Task prompt: Using the listing below, please gather every line containing the word "collaborator".

Record excerpts:
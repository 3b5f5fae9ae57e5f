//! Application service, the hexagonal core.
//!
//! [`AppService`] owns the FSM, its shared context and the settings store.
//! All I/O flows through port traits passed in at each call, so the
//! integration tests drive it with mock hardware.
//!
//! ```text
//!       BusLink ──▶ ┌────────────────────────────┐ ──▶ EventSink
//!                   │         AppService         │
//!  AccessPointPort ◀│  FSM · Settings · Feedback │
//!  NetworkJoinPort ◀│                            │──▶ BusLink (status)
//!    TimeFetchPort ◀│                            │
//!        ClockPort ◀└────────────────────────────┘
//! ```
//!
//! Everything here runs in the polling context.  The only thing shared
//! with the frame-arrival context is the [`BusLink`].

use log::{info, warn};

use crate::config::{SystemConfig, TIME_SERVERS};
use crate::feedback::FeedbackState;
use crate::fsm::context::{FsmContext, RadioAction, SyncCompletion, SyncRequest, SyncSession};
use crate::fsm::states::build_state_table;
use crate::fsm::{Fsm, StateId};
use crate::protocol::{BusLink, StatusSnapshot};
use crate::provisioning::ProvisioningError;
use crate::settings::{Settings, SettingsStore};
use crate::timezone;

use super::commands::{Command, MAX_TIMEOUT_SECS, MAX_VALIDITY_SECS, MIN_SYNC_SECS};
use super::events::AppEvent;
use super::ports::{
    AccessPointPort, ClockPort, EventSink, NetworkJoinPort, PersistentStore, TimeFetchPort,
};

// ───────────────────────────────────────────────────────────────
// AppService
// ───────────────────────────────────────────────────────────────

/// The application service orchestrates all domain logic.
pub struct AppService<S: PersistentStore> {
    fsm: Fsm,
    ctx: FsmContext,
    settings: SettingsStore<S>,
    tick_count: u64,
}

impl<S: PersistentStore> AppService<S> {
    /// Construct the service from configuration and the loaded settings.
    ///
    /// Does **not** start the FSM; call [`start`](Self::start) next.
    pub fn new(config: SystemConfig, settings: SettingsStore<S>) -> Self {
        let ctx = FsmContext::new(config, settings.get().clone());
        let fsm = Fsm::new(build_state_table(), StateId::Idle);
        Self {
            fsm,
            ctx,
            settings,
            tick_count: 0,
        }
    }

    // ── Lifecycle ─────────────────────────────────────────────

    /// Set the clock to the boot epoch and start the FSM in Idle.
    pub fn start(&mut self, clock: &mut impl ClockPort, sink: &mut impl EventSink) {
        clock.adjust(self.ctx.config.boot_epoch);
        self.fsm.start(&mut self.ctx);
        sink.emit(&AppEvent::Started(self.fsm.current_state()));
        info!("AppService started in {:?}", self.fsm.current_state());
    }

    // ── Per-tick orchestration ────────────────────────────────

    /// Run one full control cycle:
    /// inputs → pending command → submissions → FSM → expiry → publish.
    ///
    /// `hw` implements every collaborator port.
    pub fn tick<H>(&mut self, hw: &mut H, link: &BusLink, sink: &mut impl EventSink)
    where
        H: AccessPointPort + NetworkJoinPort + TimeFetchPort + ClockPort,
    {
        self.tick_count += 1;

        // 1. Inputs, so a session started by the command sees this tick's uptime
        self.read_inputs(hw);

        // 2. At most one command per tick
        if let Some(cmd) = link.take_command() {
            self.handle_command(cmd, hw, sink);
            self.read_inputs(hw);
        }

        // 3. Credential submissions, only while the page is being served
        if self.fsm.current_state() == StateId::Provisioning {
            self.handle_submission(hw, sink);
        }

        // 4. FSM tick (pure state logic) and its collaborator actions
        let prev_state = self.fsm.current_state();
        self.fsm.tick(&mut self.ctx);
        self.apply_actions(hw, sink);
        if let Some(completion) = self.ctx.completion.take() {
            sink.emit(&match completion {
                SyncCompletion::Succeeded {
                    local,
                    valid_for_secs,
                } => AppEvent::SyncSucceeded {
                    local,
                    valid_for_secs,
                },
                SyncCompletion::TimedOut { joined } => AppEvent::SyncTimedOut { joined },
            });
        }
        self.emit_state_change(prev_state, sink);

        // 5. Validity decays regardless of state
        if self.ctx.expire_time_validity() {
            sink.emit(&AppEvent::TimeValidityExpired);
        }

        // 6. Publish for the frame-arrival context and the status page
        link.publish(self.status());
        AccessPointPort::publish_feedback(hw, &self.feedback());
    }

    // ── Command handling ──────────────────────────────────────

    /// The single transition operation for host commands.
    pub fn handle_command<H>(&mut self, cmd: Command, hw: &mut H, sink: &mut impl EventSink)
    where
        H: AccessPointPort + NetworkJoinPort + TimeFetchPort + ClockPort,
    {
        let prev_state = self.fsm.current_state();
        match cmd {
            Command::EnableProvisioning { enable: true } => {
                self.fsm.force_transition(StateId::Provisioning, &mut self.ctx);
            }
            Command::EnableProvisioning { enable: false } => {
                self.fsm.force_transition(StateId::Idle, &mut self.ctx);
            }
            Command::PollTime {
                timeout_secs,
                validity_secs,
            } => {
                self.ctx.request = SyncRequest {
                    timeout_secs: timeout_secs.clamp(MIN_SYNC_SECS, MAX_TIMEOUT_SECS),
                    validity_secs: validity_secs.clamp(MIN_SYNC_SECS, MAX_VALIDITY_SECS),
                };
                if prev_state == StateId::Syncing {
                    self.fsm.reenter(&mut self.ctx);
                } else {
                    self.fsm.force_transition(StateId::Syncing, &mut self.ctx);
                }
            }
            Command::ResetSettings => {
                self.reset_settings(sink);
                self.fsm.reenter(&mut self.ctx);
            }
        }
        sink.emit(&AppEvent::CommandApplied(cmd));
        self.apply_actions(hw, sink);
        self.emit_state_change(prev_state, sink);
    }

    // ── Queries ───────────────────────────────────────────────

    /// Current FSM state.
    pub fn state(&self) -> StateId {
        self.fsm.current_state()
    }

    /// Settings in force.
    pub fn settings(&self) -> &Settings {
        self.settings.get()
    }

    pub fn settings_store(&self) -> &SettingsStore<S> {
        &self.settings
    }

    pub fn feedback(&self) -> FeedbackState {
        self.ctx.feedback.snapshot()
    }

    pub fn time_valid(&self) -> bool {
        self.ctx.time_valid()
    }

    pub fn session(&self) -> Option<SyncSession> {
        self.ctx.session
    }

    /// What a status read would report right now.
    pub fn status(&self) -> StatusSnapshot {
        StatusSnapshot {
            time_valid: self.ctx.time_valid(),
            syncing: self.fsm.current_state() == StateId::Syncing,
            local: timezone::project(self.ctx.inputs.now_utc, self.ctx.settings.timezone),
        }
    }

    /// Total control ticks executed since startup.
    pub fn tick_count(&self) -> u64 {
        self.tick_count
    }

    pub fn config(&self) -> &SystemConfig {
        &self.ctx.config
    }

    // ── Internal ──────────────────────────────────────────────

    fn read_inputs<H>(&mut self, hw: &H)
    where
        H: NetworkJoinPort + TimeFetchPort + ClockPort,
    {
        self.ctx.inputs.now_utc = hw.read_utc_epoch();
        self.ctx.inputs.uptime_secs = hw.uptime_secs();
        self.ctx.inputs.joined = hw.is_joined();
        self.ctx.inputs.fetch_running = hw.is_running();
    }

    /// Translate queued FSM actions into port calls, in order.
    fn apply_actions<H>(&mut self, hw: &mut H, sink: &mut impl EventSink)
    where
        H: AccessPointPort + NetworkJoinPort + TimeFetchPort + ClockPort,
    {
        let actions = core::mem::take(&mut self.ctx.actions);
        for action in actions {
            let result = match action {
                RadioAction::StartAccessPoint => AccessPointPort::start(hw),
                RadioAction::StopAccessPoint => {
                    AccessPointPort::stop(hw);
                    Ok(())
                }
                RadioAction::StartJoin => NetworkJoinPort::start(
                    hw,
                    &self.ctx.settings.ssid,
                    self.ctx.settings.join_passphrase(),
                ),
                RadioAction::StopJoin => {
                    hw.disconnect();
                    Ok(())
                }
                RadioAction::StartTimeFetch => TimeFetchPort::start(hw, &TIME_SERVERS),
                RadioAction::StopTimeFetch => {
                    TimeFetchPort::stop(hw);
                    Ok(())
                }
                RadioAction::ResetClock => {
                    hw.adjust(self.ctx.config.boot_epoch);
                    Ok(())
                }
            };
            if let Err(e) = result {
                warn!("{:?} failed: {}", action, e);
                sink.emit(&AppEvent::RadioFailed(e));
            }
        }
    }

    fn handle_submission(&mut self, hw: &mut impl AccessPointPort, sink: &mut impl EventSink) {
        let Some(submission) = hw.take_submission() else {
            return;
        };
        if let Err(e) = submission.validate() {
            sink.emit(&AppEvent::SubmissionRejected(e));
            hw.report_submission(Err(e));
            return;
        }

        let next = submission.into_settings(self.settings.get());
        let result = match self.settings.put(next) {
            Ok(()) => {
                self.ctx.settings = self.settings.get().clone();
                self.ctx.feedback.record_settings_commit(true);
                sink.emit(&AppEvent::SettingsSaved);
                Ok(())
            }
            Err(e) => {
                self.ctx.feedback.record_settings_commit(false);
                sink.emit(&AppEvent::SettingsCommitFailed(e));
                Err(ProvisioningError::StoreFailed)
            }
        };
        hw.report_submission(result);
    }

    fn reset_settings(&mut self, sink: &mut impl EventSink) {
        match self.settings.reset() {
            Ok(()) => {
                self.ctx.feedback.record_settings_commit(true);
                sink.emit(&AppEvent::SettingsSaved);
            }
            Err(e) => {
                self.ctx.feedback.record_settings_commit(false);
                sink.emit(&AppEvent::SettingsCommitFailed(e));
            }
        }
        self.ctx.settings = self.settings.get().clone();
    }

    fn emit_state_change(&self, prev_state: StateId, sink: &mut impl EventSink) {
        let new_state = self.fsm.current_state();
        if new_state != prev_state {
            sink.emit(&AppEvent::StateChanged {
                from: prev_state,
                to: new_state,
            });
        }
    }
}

* * *

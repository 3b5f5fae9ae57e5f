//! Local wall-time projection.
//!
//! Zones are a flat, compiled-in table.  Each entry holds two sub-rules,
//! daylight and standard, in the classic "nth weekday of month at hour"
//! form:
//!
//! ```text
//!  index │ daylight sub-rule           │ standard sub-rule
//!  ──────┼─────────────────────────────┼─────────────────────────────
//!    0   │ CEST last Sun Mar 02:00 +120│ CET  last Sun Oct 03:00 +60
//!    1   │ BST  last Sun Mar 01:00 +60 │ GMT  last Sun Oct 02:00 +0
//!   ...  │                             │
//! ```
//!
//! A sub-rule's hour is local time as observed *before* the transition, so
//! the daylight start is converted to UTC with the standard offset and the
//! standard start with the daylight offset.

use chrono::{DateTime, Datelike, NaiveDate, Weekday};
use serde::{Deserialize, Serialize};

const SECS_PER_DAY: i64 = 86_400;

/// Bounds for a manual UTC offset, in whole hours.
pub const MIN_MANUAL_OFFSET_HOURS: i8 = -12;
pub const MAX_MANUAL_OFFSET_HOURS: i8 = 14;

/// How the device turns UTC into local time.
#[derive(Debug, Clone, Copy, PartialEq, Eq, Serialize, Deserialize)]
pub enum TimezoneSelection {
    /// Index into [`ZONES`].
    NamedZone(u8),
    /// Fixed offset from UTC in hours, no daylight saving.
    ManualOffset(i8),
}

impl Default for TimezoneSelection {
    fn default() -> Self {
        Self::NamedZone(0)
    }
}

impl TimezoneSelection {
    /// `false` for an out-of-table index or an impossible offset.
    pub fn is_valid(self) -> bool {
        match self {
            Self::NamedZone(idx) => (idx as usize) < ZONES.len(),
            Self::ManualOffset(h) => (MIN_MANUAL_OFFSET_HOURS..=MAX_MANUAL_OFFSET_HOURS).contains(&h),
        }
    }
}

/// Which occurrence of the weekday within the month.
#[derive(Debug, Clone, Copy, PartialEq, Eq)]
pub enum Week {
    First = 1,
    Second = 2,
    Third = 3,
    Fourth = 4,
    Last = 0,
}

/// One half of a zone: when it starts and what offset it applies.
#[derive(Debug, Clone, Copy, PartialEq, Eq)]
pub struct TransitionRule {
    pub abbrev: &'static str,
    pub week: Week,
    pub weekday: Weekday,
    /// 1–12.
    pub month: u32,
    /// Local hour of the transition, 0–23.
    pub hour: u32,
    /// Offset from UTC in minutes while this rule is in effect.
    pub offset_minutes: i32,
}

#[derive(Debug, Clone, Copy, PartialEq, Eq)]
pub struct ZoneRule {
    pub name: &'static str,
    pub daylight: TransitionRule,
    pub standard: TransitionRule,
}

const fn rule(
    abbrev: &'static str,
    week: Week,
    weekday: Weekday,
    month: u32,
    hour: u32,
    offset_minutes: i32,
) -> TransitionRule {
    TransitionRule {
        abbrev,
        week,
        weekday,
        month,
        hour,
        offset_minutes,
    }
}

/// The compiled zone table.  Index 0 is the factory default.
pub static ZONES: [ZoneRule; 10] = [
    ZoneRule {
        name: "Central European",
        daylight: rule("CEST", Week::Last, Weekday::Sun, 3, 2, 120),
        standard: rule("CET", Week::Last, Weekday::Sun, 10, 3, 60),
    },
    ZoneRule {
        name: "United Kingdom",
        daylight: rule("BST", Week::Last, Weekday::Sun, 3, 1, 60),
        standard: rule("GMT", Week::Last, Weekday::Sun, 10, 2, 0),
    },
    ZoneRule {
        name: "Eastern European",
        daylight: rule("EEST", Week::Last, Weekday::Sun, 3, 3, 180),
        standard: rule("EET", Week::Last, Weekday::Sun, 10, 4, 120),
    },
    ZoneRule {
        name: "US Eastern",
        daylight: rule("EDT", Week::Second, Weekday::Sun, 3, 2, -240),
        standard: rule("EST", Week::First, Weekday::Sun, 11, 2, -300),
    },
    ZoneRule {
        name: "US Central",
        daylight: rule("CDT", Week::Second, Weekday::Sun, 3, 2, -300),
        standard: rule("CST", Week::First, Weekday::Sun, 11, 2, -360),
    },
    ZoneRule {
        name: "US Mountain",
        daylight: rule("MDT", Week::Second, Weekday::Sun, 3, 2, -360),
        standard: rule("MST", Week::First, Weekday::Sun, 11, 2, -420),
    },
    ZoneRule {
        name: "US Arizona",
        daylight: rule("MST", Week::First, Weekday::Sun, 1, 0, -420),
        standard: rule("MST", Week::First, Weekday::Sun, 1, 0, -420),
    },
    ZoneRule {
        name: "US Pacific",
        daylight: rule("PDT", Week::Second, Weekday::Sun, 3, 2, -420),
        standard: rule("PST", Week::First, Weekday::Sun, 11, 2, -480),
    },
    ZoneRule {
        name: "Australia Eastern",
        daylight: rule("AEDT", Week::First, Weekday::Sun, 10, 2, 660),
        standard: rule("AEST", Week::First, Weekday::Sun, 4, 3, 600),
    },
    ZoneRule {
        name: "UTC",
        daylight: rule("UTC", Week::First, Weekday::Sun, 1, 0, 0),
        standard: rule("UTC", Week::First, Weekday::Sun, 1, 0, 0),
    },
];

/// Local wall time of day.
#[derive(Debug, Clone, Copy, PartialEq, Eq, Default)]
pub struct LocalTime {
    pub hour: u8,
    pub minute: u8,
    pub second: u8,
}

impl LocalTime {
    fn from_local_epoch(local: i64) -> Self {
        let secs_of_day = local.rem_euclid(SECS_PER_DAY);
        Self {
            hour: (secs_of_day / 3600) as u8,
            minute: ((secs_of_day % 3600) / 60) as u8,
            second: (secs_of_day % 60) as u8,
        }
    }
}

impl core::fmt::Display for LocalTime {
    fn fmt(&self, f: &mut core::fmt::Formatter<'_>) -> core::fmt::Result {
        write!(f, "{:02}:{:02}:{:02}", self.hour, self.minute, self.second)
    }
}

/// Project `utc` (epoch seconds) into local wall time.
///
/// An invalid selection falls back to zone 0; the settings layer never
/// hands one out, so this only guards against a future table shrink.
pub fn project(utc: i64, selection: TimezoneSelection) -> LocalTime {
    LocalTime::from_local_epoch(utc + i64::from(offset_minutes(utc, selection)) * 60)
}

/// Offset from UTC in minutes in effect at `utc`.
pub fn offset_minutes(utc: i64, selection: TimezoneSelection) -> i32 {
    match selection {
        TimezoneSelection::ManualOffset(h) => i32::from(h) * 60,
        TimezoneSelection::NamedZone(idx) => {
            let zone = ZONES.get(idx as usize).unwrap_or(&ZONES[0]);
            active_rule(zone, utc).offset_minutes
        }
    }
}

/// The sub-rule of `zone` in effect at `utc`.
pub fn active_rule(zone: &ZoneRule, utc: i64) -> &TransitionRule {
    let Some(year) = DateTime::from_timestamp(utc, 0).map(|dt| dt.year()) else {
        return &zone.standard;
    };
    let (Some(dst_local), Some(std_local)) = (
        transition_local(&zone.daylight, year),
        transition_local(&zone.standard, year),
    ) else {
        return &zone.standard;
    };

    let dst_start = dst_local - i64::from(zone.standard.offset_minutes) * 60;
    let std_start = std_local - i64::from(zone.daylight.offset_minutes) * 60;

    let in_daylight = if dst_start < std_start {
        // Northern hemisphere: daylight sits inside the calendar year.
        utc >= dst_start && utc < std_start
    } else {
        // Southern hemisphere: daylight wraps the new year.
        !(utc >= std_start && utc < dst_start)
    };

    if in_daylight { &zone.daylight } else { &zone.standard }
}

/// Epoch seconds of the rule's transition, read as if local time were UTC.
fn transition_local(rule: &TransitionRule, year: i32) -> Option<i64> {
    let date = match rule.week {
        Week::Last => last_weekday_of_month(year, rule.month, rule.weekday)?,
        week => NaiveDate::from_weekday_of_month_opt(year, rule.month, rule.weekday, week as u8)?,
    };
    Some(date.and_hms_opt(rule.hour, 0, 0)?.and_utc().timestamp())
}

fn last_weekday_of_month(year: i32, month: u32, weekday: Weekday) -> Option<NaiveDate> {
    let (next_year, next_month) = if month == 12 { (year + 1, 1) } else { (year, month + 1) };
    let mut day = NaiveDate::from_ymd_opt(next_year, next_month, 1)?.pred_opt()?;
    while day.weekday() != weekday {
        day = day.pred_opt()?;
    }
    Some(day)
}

==

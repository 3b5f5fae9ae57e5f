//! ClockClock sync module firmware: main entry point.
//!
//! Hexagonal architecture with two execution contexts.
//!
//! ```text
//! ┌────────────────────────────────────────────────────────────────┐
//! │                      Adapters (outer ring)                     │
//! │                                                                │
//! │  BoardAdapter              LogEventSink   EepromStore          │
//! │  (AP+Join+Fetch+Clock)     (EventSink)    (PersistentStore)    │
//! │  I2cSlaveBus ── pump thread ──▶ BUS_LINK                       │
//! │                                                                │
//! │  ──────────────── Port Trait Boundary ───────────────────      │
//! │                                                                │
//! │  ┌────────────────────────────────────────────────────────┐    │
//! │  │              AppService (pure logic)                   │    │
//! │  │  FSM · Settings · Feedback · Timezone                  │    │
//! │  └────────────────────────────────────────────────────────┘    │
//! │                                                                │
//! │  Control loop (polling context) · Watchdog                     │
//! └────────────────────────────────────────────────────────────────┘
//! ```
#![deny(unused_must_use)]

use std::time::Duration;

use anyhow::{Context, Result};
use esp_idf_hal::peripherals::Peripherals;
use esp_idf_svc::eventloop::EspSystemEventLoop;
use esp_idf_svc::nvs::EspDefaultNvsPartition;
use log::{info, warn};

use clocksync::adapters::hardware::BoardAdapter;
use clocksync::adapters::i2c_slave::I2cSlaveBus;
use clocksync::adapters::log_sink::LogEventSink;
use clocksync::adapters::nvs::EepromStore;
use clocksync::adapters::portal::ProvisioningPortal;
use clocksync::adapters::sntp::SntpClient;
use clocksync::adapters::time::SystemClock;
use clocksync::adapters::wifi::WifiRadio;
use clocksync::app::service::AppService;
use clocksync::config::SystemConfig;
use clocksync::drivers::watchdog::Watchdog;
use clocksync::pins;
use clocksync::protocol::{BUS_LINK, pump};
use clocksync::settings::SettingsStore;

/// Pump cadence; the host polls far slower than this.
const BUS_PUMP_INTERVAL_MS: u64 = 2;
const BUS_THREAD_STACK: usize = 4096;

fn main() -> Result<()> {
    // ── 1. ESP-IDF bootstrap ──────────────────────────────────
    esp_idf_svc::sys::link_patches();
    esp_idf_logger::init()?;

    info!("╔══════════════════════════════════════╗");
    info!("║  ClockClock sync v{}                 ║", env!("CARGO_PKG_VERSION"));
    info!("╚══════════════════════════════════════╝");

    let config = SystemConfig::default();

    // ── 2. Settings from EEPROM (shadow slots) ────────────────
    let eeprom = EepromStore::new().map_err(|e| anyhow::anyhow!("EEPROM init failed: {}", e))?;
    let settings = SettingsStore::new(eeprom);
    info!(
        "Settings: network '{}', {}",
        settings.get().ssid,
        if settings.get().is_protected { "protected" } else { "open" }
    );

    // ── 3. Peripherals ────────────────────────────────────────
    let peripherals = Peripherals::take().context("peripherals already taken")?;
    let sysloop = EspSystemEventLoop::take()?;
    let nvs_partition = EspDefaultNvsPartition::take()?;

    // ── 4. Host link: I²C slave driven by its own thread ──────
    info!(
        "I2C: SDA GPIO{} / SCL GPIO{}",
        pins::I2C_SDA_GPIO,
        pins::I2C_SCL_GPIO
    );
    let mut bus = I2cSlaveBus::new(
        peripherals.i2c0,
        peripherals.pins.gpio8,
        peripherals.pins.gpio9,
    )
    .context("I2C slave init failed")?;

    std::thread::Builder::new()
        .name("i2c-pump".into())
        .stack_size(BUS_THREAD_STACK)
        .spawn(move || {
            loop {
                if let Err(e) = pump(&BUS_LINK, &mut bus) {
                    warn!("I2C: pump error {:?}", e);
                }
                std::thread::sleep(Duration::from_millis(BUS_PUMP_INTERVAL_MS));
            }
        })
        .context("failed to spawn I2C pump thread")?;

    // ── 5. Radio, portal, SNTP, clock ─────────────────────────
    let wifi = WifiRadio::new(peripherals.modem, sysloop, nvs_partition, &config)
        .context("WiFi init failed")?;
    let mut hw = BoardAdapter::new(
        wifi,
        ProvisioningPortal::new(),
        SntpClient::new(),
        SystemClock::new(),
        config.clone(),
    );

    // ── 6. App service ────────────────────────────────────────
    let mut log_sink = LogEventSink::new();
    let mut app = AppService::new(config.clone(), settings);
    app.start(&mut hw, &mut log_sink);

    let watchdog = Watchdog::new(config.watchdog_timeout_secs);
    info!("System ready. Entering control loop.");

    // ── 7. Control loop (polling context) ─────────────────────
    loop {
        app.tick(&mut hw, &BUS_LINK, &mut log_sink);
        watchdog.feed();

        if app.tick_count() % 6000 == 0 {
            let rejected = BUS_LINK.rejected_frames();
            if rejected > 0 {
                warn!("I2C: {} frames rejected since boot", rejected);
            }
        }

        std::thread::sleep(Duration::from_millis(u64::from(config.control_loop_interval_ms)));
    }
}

The answer:
    /// `hw` implements every collaborator port.
        // 4. FSM tick (pure state logic) and its collaborator actions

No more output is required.